Issue 1: Engine stopped dead while running.  Would then run very slowly, but the front engine truck wasn't turning, just dragging.

Issue 2: Spotty pickup (stalling issues) - broken wire to the front engine truck.

Issue 1:
The front engine truck was jamming because the crank screw on the eccentric crank was loose, letting the eccentric spin around
eventually to a bad spot and jam.   Checking the engine, I found that all 4 crank screws were loose.  I positioned the cranks
correctly, tightened them all, and then found that the engine had a bad lope/tight spot in its rotation.

Eventually, I found that the bind was in the link between the eccentric crank and the expansion link. 
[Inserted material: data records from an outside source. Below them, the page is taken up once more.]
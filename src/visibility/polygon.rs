//! The star-shaped region returned by the sweep.

use super::fan::{fan, VisibilityTriangle};
use crate::primitives::Point2;
use num_traits::Float;

/// The region visible from an observer, as a star-shaped polygon.
///
/// Vertices run counter-clockwise around [`origin`](Self::origin) in strictly
/// increasing angle within `[-π, π)`. Each vertex lies on an occluding
/// segment or at [`radius`](Self::radius) from the origin. A polygon produced
/// by the sweep always has at least 3 vertices.
#[derive(Debug, Clone, PartialEq)]
#[cfg_attr(feature = "serde", derive(serde::Serialize, serde::Deserialize))]
pub struct VisibilityPolygon<F> {
    origin: Point2<F>,
    radius: F,
    vertices: Vec<Point2<F>>,
    angles: Vec<F>,
}

impl<F: Float> VisibilityPolygon<F> {
    pub(crate) fn from_parts(
        origin: Point2<F>,
        radius: F,
        vertices: Vec<Point2<F>>,
        angles: Vec<F>,
    ) -> Self {
        debug_assert_eq!(vertices.len(), angles.len());
        Self {
            origin,
            radius,
            vertices,
            angles,
        }
    }

    /// The observer position the polygon was computed from.
    #[inline]
    pub fn origin(&self) -> Point2<F> {
        self.origin
    }

    /// The sight radius the polygon was computed with.
    #[inline]
    pub fn radius(&self) -> F {
        self.radius
    }

    /// The polygon vertices in angular order.
    #[inline]
    pub fn vertices(&self) -> &[Point2<F>] {
        &self.vertices
    }

    /// The ray angle that produced each vertex, parallel to [`vertices`](Self::vertices).
    #[inline]
    pub fn angles(&self) -> &[F] {
        &self.angles
    }

    /// Returns the number of vertices.
    #[inline]
    pub fn len(&self) -> usize {
        self.vertices.len()
    }

    /// Returns true if the polygon has no vertices.
    #[inline]
    pub fn is_empty(&self) -> bool {
        self.vertices.is_empty()
    }

    /// Consumes the polygon, returning its vertices.
    pub fn into_vertices(self) -> Vec<Point2<F>> {
        self.vertices
    }

    /// Returns the visible area using the shoelace formula.
    pub fn area(&self) -> F {
        let n = self.vertices.len();
        if n < 3 {
            return F::zero();
        }

        let mut sum = F::zero();
        for i in 0..n {
            let p = self.vertices[i];
            let q = self.vertices[(i + 1) % n];
            sum = sum + (p.x * q.y - q.x * p.y);
        }
        (sum / F::from(2.0).unwrap()).abs()
    }

    /// Splits the polygon into a triangle fan anchored at the origin.
    pub fn triangles(&self) -> Vec<VisibilityTriangle<F>> {
        fan(self.origin, &self.vertices)
    }

    /// Tests whether `p` lies inside the visible region (boundary included).
    pub fn contains(&self, p: Point2<F>) -> bool {
        let n = self.vertices.len();
        (0..n).any(|i| {
            VisibilityTriangle::new(self.origin, self.vertices[i], self.vertices[(i + 1) % n])
                .contains(p)
        })
    }
}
Here's a photo that explains it all:




Remember, if you don't see that expansion link rocking back and forth like it should, and instead the eccentric is just
whizzing round and round, something is wrong.


Issue 2:
One of the 2 wires from the front engine truck was broken off, so there was no pickup from one rail from the front truck.
This pickup scheme, of having bronze tangs mounted in the truck, with wires soldered to them and snaked up into the frame,
is also used on the Bachmann 2-6-6-2.   It's a crummy design, period.  The potential for the wire to break off is high,
and the wire itself interferes with the free swiveling and rocking of the truck.   It can be made to work if you get the wire
positioned "just so".

To repair this, you must disassemble the engine enough to drop the truck out of the frame.

Here are some photos:



The toughest part was getting the cover over the worm to come off.  It's in a very tough spot.
I was able to get jewelers screwdrivers gently shoved in along each side to spread the cover a little, and then
it popped off.  The cover is the only thing holding the truck (and the worm, and the drive shaft) in place.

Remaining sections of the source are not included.